While he has been looking to buy big, that hasn’t quite panned out. And we all know that Buffett and his deputy Gregory Abel are itching to deploy that cash, for no investor worth his salt is satisfied with returns on cash over the longer term. Granted, given the nature of Buffett’s thinking, he would always sleep well at night with adequate liquidity in hand — meaning his company would never be invested to the last dollar.

Even so, it’s worth asking the question that if one of the smartest investors out there can’t find reasonably priced investments, what makes stocks so alluring as to prescribe an 8% rally in the S&P this year and an epic 19% in the Nasdaq? This isn’t meant to suggest that there aren’t opportunities out there for those seeking alpha. Far from it. Investment horizons, mandates, benchmarks against which your returns are assessed all play into the buying decision, so it’s perfectly plausible to find suitable companies to buy into. It’s just that it may be worth asking the question that if the backdrop is so gung-ho as to jump in front of the Fed’s putative loosening down the year (at least in terms of what the markets reckon is bound to happen).

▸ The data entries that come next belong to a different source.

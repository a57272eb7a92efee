//! Tunable constants and presentation preferences
//!
//! Persisted separately from best scores (LocalStorage on web, a JSON file natively).

use std::fmt;
use std::path::Path;

use glam::Vec3;
use serde::{Deserialize, Serialize};

use crate::consts::*;

/// Physics and input constants
///
/// Defaults give the built-in course its feel. Every value is per frame,
/// the simulation does not scale by elapsed time.
#[derive(Debug, Clone, PartialEq, Serialize, Deserialize)]
#[serde(default)]
pub struct Tuning {
    pub ball_radius: f32,
    pub gravity: Vec3,

    // === Shot ===
    pub max_drag_distance: f32,
    pub min_shot_power: f32,
    pub shot_power_scale: f32,

    // === Contacts ===
    pub ground_bounce: f32,
    pub collision_damping: f32,
    pub collision_skin: f32,
    pub walkable_normal_y: f32,
    pub flat_normal_y: f32,
    pub ground_friction: f32,
    pub sand_friction: f32,
    pub sand_tolerance: f32,
    pub vertical_settle: f32,

    // === Hole ===
    pub hole_capture_speed_sq: f32,
    pub hole_gravity_range: f32,
    pub hole_gravity_speed_sq: f32,
    pub hole_gravity_pull: f32,
    pub hole_gravity_damping: f32,

    // === Termination ===
    pub out_of_bounds_y: f32,
    pub rest_speed_sq: f32,
    pub rest_height_slack: f32,
}

impl Default for Tuning {
    fn default() -> Self {
        Self {
            ball_radius: BALL_RADIUS,
            gravity: GRAVITY,

            max_drag_distance: MAX_DRAG_DISTANCE,
            min_shot_power: MIN_SHOT_POWER,
            shot_power_scale: SHOT_POWER_SCALE,

            ground_bounce: GROUND_BOUNCE,
            collision_damping: COLLISION_DAMPING,
            collision_skin: COLLISION_SKIN,
            walkable_normal_y: WALKABLE_NORMAL_Y,
            flat_normal_y: FLAT_NORMAL_Y,
            ground_friction: GROUND_FRICTION,
            sand_friction: SAND_FRICTION,
            sand_tolerance: SAND_TOLERANCE,
            vertical_settle: VERTICAL_SETTLE,

            hole_capture_speed_sq: HOLE_CAPTURE_SPEED_SQ,
            hole_gravity_range: HOLE_GRAVITY_RANGE,
            hole_gravity_speed_sq: HOLE_GRAVITY_SPEED_SQ,
            hole_gravity_pull: HOLE_GRAVITY_PULL,
            hole_gravity_damping: HOLE_GRAVITY_DAMPING,

            out_of_bounds_y: OUT_OF_BOUNDS_Y,
            rest_speed_sq: REST_SPEED_SQ,
            rest_height_slack: REST_HEIGHT_SLACK,
        }
    }
}

impl Tuning {
    /// Check that the values can drive a sane simulation
    pub fn validate(&self) -> Result<(), TuningError> {
        let positive = [
            ("ball_radius", self.ball_radius),
            ("max_drag_distance", self.max_drag_distance),
            ("shot_power_scale", self.shot_power_scale),
            ("collision_skin", self.collision_skin),
            ("hole_gravity_range", self.hole_gravity_range),
        ];
        for (field, value) in positive {
            if !(value.is_finite() && value > 0.0) {
                return Err(TuningError::NotPositive { field, value });
            }
        }

        let ranged = [
            ("collision_damping", self.collision_damping, 1.0),
            ("ground_friction", self.ground_friction, 1.0),
            ("sand_friction", self.sand_friction, 1.0),
            ("hole_gravity_damping", self.hole_gravity_damping, 1.0),
            ("min_shot_power", self.min_shot_power, 100.0),
        ];
        for (field, value, max) in ranged {
            if !(0.0..=max).contains(&value) {
                return Err(TuningError::OutOfRange { field, value, max });
            }
        }

        if !self.gravity.is_finite() {
            return Err(TuningError::NonFinite { field: "gravity" });
        }
        Ok(())
    }
}

/// A `Tuning` value that would break the simulation
#[derive(Debug, Clone, PartialEq)]
pub enum TuningError {
    NotPositive { field: &'static str, value: f32 },
    /// Outside `[0, max]`
    OutOfRange { field: &'static str, value: f32, max: f32 },
    NonFinite { field: &'static str },
}

impl fmt::Display for TuningError {
    fn fmt(&self, f: &mut fmt::Formatter<'_>) -> fmt::Result {
        match self {
            TuningError::NotPositive { field, value } => write!(f, "{field} must be positive, got {value}"),
            TuningError::OutOfRange { field, value, max } => {
                write!(f, "{field} must lie in [0, {max}], got {value}")
            }
            TuningError::NonFinite { field } => write!(f, "{field} must be finite"),
        }
    }
}

impl std::error::Error for TuningError {}

/// Game settings/preferences
#[derive(Debug, Clone, PartialEq, Serialize, Deserialize)]
#[serde(default)]
pub struct Settings {
    /// Simulation constants
    pub tuning: Tuning,

    // === Presentation ===
    /// Draw the dotted aim line while charging
    pub show_aim_line: bool,
    /// Draw the spinning ring under a playable ball
    pub show_indicator: bool,
    /// Camera follows the ball while it rolls
    pub follow_camera: bool,
}

impl Default for Settings {
    fn default() -> Self {
        Self {
            tuning: Tuning::default(),
            show_aim_line: true,
            show_indicator: true,
            follow_camera: true,
        }
    }
}

impl Settings {
    /// LocalStorage key (used only in wasm32)
    #[allow(dead_code)]
    const STORAGE_KEY: &'static str = "mini_golf_settings";

    /// Parse settings JSON, falling back to defaults for anything missing
    pub fn from_json(json: &str) -> Result<Self, serde_json::Error> {
        serde_json::from_str(json)
    }

    /// Read settings from a JSON file; defaults if absent, unreadable or invalid
    pub fn load_from(path: impl AsRef<Path>) -> Self {
        let path = path.as_ref();
        let json = match std::fs::read_to_string(path) {
            Ok(json) => json,
            Err(e) => {
                log::info!("No settings at {} ({e}), using defaults", path.display());
                return Self::default();
            }
        };
        match Self::from_json(&json) {
            Ok(settings) => match settings.tuning.validate() {
                Ok(()) => {
                    log::info!("Loaded settings from {}", path.display());
                    settings
                }
                Err(reason) => {
                    log::warn!("Rejected tuning in {}: {reason}", path.display());
                    Self::default()
                }
            },
            Err(e) => {
                log::warn!("Malformed settings in {}: {e}", path.display());
                Self::default()
            }
        }
    }

    /// Write settings as pretty JSON
    pub fn save_to(&self, path: impl AsRef<Path>) -> std::io::Result<()> {
        let json = serde_json::to_string_pretty(self).map_err(std::io::Error::other)?;
        std::fs::write(path.as_ref(), json)?;
        log::info!("Settings saved to {}", path.as_ref().display());
        Ok(())
    }

    /// Load settings from LocalStorage (WASM only)
    #[cfg(target_arch = "wasm32")]
    pub fn load() -> Self {
        let storage = web_sys::window()
            .and_then(|w| w.local_storage().ok())
            .flatten();

        if let Some(storage) = storage {
            if let Ok(Some(json)) = storage.get_item(Self::STORAGE_KEY) {
                if let Ok(settings) = Self::from_json(&json) {
                    if settings.tuning.validate().is_ok() {
                        log::info!("Loaded settings from LocalStorage");
                        return settings;
                    }
                }
            }
        }

        log::info!("Using default settings");
        Self::default()
    }

    /// Save settings to LocalStorage (WASM only)
    #[cfg(target_arch = "wasm32")]
    pub fn save(&self) {
        let storage = web_sys::window()
            .and_then(|w| w.local_storage().ok())
            .flatten();

        if let Some(storage) = storage {
            if let Ok(json) = serde_json::to_string(self) {
                let _ = storage.set_item(Self::STORAGE_KEY, &json);
                log::info!("Settings saved");
            }
        }
    }
}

As Buffett is fond of saying:

“Economic predictions just don’t enter into our decisions. Charlie Munger – my partner – and I in 54 years now never made a decision based on an economic prediction. We make business predictions about what individual businesses will do over time, and we compare that to what we had to pay for them. But we have never said yes to something because we thought the economy was gonna do well in the next year or two years. And we have never said no to anything because we were right in the middle of a panic.”

That may be worth keeping in mind as the markets continue to rally.